_Activity_
Once you find the line with "#[derive(Debug, Deserialize)]" in the data that follows, repeat it and every line after it exactly, through the line with "pub struct SidebarNotebook".

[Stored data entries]
:::::

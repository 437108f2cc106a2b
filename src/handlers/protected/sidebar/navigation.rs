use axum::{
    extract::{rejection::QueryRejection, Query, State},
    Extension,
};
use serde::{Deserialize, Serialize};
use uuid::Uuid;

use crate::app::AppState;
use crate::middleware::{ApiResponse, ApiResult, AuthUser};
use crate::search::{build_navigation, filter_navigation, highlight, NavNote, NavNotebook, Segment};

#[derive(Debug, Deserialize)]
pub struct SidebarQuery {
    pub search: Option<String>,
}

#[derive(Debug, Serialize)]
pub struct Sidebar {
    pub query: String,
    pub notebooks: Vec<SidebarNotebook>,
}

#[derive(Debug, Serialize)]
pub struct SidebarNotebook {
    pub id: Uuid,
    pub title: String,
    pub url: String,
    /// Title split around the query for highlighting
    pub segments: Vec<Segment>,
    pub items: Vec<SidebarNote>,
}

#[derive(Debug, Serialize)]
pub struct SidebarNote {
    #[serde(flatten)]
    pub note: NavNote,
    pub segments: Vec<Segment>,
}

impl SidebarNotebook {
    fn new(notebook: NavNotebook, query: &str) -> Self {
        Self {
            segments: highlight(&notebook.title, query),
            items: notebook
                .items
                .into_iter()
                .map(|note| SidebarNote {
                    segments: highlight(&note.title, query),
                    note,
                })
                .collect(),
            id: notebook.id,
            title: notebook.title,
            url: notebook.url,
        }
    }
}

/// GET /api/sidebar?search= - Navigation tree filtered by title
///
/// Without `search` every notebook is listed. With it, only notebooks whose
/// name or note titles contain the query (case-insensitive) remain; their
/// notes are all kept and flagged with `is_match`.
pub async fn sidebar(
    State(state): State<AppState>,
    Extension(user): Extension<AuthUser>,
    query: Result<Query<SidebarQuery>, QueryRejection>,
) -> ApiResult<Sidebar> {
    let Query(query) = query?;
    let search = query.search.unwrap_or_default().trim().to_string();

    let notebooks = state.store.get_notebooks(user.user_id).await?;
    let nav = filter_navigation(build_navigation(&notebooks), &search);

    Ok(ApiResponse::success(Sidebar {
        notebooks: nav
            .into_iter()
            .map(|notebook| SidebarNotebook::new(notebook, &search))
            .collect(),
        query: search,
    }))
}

:::::

_Exercise result_
#[derive(Debug, Deserialize)]
pub struct SidebarQuery {
    pub search: Option<String>,
}

#[derive(Debug, Serialize)]
pub struct Sidebar {
    pub query: String,
    pub notebooks: Vec<SidebarNotebook>,
}

#[derive(Debug, Serialize)]
pub struct SidebarNotebook {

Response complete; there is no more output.